The exhibition will cover the period from the 18th century when the great era of the maharajas began to the end of British rule in 1947. It will show the changing role of the maharajas in an historical and social context and look at how their patronage of the arts both in India and Europe resulted in splendid and beautiful commissions designed to enhance royal status and identity.

Many of the objects have never before been seen in the UK. The royal collections of Udaipur and Jodhpur are lending several spectacular paintings and objects. The V&A is reuniting four portraits from the 1930s by Bernard Boutet de Monvel depicting the elegant Maharaja and Maharani of Indore. One pair depicts them in Maratha dress and the other in modern Western dress. They will be shown together on public display for the first time.

Another object on show in the UK for the first time is the Patiala Necklace, part of the largest single commission that Cartier has ever executed. Completed in 1928 and restored in 2002, this piece of ceremonial jewelery originally contained 2,930 diamonds and weighed almost a thousand carats.

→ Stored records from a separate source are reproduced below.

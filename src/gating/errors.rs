//! # Gating Errors
//!
//! Error types for lock validation, challenge handling and credentials.

use thiserror::Error;

use crate::chain::ChainError;

/// Result type for gating operations
pub type GatingResult<T> = Result<T, GatingError>;

/// Gating and verification errors
#[derive(Debug, Clone, Error)]
pub enum GatingError {
    // ==================
    // Configuration Errors
    // ==================

    /// Category type has no registered verifier
    #[error("Unknown gating category: {0}")]
    UnknownCategory(String),

    /// Category type registered twice
    #[error("Gating category already registered: {0}")]
    DuplicateCategory(String),

    /// Category config does not parse or is inconsistent
    #[error("Invalid {category} config: {reason}")]
    InvalidConfig { category: String, reason: String },

    /// Lock is structurally invalid
    #[error("Invalid gating lock: {0}")]
    InvalidLock(String),

    /// Address is not 0x-prefixed 40 hex digits
    #[error("Invalid address: {0}")]
    InvalidAddress(String),

    /// Amount or token id does not parse
    #[error("Invalid amount: {0}")]
    InvalidAmount(String),

    /// Post id is empty, too long or contains control characters
    #[error("Invalid post id: {0}")]
    InvalidPostId(String),

    /// Post has no gating lock
    #[error("No gating lock for post {0}")]
    LockNotFound(String),

    // ==================
    // Challenge Errors
    // ==================

    /// Nonce unknown, already consumed or expired
    #[error("Invalid or expired nonce")]
    InvalidNonce,

    /// Submitted claims differ from the challenged claims
    #[error("Claims do not match the challenge: {0}")]
    ClaimMismatch(String),

    /// Signature is not 65 bytes of hex or has a bad recovery byte
    #[error("Malformed signature")]
    MalformedSignature,

    /// Signature does not belong to the claimed address
    #[error("Signature does not match address {0}")]
    SignatureMismatch(String),

    /// Challenge message text does not follow the expected layout
    #[error("Malformed challenge message: {0}")]
    MalformedMessage(String),

    /// Server-side re-verification failed
    #[error("Gating requirements not met: {0}")]
    RequirementsNotMet(String),

    // ==================
    // Credential Errors
    // ==================

    /// Credential not found
    #[error("Credential invalid")]
    CredentialInvalid,

    /// Credential has been revoked
    #[error("Credential has been revoked")]
    CredentialRevoked,

    /// Credential belongs to another post
    #[error("Credential not valid for this post")]
    CredentialScope,

    /// Lock changed after the credential was issued
    #[error("Gating lock changed; verify again")]
    LockChanged,

    /// Token is malformed
    #[error("Malformed token")]
    MalformedToken,

    /// Token has expired
    #[error("Token expired")]
    TokenExpired,

    /// Token signature is invalid
    #[error("Invalid token signature")]
    InvalidTokenSignature,

    /// Admin token missing or wrong
    #[error("Admin token required")]
    AdminTokenRequired,

    // ==================
    // Upstream / Internal Errors
    // ==================

    /// Chain or social-graph read failed
    #[error("Chain unavailable: {0}")]
    ChainUnavailable(String),

    /// Token generation failed
    #[error("Internal error: token generation failed")]
    TokenGenerationFailed,

    /// Storage operation failed
    #[error("Storage error: {0}")]
    StorageError(String),
}

impl GatingError {
    /// Returns the HTTP status code for this error
    pub fn status_code(&self) -> u16 {
        match self {
            // 400 Bad Request
            GatingError::UnknownCategory(_) => 400,
            GatingError::InvalidConfig { .. } => 400,
            GatingError::InvalidLock(_) => 400,
            GatingError::InvalidAddress(_) => 400,
            GatingError::InvalidAmount(_) => 400,
            GatingError::InvalidPostId(_) => 400,
            GatingError::ClaimMismatch(_) => 400,
            GatingError::MalformedSignature => 400,
            GatingError::MalformedMessage(_) => 400,
            GatingError::MalformedToken => 400,

            // 401 Unauthorized
            GatingError::InvalidNonce => 401,
            GatingError::SignatureMismatch(_) => 401,
            GatingError::CredentialInvalid => 401,
            GatingError::CredentialRevoked => 401,
            GatingError::TokenExpired => 401,
            GatingError::InvalidTokenSignature => 401,
            GatingError::AdminTokenRequired => 401,

            // 403 Forbidden
            GatingError::RequirementsNotMet(_) => 403,
            GatingError::CredentialScope => 403,
            GatingError::LockChanged => 403,

            // 404 Not Found
            GatingError::LockNotFound(_) => 404,

            // 409 Conflict
            GatingError::DuplicateCategory(_) => 409,

            // 502 Bad Gateway
            GatingError::ChainUnavailable(_) => 502,

            // 500 Internal Server Error
            GatingError::TokenGenerationFailed => 500,
            GatingError::StorageError(_) => 500,
        }
    }

    /// Returns whether this error should be logged at warn level
    pub fn is_client_error(&self) -> bool {
        self.status_code() < 500
    }

    pub(crate) fn invalid_config(category: &str, reason: impl Into<String>) -> Self {
        GatingError::InvalidConfig {
            category: category.to_string(),
            reason: reason.into(),
        }
    }
}

impl From<ChainError> for GatingError {
    fn from(err: ChainError) -> Self {
        GatingError::ChainUnavailable(err.to_string())
    }
}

The exhibition will begin with a recreation of an Indian royal procession with a lifesized model elephant adorned with animal jewelery, textiles and trappings and surmounted with a silver howdah.

The initial displays will explore ideas of kingship in India and the role of the maharaja as religious leader, military and political ruler and artistic patron. Symbols of kingship will include a gaddi (throne) from Udaipur, elaborate turban jewels, ceremonial swords and a gold ankus (elephant goad) set with diamonds. A palanquin from Jodhpur used to carry the Maharaja’s wife will provide a rare glimpse into the lives of ladies at the royal court. The interior of the palanquin contains original framed prints and cushions.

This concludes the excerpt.